House Bill 547 could mean big things for Dallas’ homeschooled children if the Senate approves.
The bill, which cleared the Texas House this week and is also referred to as the University Interscholastic League (UIL) Equal Access Bill or the Tim Tebow Bill, would allow homeschooled students to participate in public school extracurriculars, such as sports, band, choir, fine arts and other programs.
“The Texas Home School Coalition (THSC) is pleased and encouraged by the progress today in the Texas House of Representatives,” the THSC said in a May 12 statement. “The strong, bipartisan passage on second reading following thoughtful debate brings Texas homeschool families closer to equal access to extracurricular activities enjoyed by their public school peers.”
A House Research Organization analysis found that the bill would make Texas the 36th state in the country to welcome homeschooled kids into public school extracurriculars.
“THSC has strongly supported this bill from its inception because we firmly believe in the right of each family to decide whether or not their children will participate in extracurricular activities through the public schools,” THSC continued.
The bill would be significant progress for the Lone Star State’s homeschooled population, which grows by the year and according to the U.S. Census Bureau, the amount of Texas school-aged children opting for homeschooling instead of public school almost tripled in 2020 from 4.5% in the spring to 12.3% in the fall. The Dallas-Fort Worth area reflects this trend. The DFW metro area saw its homeschooling rate rise from 5.8% to 8.2% during the same period.

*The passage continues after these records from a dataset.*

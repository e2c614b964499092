use reqwest::header;
use reqwest::Url;
use serde::{Deserialize, Serialize};
use tracing::debug;

use super::normalize_names;
use crate::net::{FetchError, Fetcher, Request};

/// Version recorded when the remote payload does not carry one.
pub const DEFAULT_CATALOG_VERSION: i64 = 1;

/// The persisted catalog: `{ "version": 3, "exercises": ["Bench Press", ...] }`.
#[derive(Debug, Clone, PartialEq, Eq, Serialize, Deserialize)]
#[cfg_attr(feature = "ts", derive(ts_rs::TS))]
pub struct CatalogCacheEntry {
    pub version: i64,
    pub exercises: Vec<String>,
}

impl CatalogCacheEntry {
    /// Parse a persisted entry. Anything that is not exactly an integer
    /// version plus an array of strings is rejected.
    pub fn from_json(raw: &str) -> Result<Self, serde_json::Error> {
        serde_json::from_str(raw)
    }
}

/// Validate and process a remote catalog body.
///
/// The body must be a JSON object with an array at `exercises`. Non-string
/// elements are skipped; a missing or non-integer `version` becomes
/// `DEFAULT_CATALOG_VERSION`.
pub fn parse_remote_catalog(body: &[u8]) -> Result<CatalogCacheEntry, FetchError> {
    let payload: serde_json::Value = serde_json::from_slice(body)
        .map_err(|e| FetchError::invalid_payload(format!("catalog is not JSON: {}", e)))?;

    let exercises = payload
        .get("exercises")
        .and_then(|v| v.as_array())
        .ok_or_else(|| FetchError::invalid_payload("catalog has no exercises array"))?;

    let version = payload
        .get("version")
        .and_then(|v| v.as_i64())
        .unwrap_or(DEFAULT_CATALOG_VERSION);

    Ok(CatalogCacheEntry {
        version,
        exercises: normalize_names(exercises.iter().filter_map(|v| v.as_str())),
    })
}

/// GET for the catalog that bypasses intermediary caches.
pub fn catalog_request(url: &Url) -> Request {
    Request::get(url.clone())
        .with_header(header::ACCEPT, "application/json")
        .with_header(header::CACHE_CONTROL, "no-cache")
        .with_header(header::PRAGMA, "no-cache")
}

/// Fetch and validate the remote catalog. Any failure (network, status,
/// payload) comes back as a `FetchError`.
pub async fn fetch_catalog(fetcher: &dyn Fetcher, url: &Url) -> Result<CatalogCacheEntry, FetchError> {
    let response = fetcher.fetch(&catalog_request(url)).await?;
    if !response.is_success() {
        return Err(FetchError::from_status(response.status, &response.text()));
    }
    let entry = parse_remote_catalog(&response.body)?;
    debug!(url = %url, version = entry.version, count = entry.exercises.len(), "Fetched exercise catalog");
    Ok(entry)
}
use std::path::PathBuf;

use anyhow::{bail, Context, Result};

use super::KeyValueStore;

/// `KeyValueStore` that keeps each key in `<dir>/<key>.json`.
#[derive(Debug, Clone)]
pub struct JsonFileStore {
    dir: PathBuf,
}

impl JsonFileStore {
    pub fn new(dir: PathBuf) -> Result<Self> {
        std::fs::create_dir_all(&dir)
            .with_context(|| format!("Failed to create data directory: {}", dir.display()))?;
        Ok(Self { dir })
    }

    fn key_path(&self, key: &str) -> Result<PathBuf> {
        let valid = !key.is_empty()
            && key
                .chars()
                .all(|c| c.is_ascii_alphanumeric() || matches!(c, '.' | '-' | '_'))
            && !key.starts_with('.');
        if !valid {
            bail!("Invalid store key: {:?}", key);
        }
        Ok(self.dir.join(format!("{}.json", key)))
    }
}

impl KeyValueStore for JsonFileStore {
    fn get(&self, key: &str) -> Result<Option<String>> {
        let path = self.key_path(key)?;
        if !path.exists() {
            return Ok(None);
        }
        let contents = std::fs::read_to_string(&path)
            .with_context(|| format!("Failed to read store entry: {}", key))?;
        Ok(Some(contents))
    }

    fn set(&self, key: &str, value: &str) -> Result<()> {
        let path = self.key_path(key)?;
        let tmp = path.with_extension("json.tmp");
        std::fs::write(&tmp, value)
            .with_context(|| format!("Failed to write store entry: {}", key))?;
        std::fs::rename(&tmp, &path)?;
        Ok(())
    }

    fn remove(&self, key: &str) -> Result<bool> {
        let path = self.key_path(key)?;
        if !path.exists() {
            return Ok(false);
        }
        std::fs::remove_file(&path)?;
        Ok(true)
    }
}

“We look forward to seeing this needed reform advance through the Senate (where it has already passed three times previously), land on Gov. Abbott’s desk to be signed, and become law, joining 35 other states in the Union which already provide equal access to extracurricular activities to homeschool students,” THSC said.
Dallas Morning News sounded its support for this legislation and any future similar bills that makes UIL more accessible for homeschooled students. A recent piece from the publication’s editorial board said that, despite homeschooling’s growing stature as part of Texas’ educational system, it is unfortunate that homeschoolers are “unable to take part in extracurricular activities at their local public school, even when their parents are paying property taxes to support those activities.”
Dallas Morning News also called out the Texas Legislature for bowing under pressure from Texas public school coaches, teachers and education groups thatoppose equal access to extracurriculars for homeschooled children, noting “that needs to change” because it is “unfair to taxpaying parents and their kids.”
The bill has since moved to the Senate for consideration.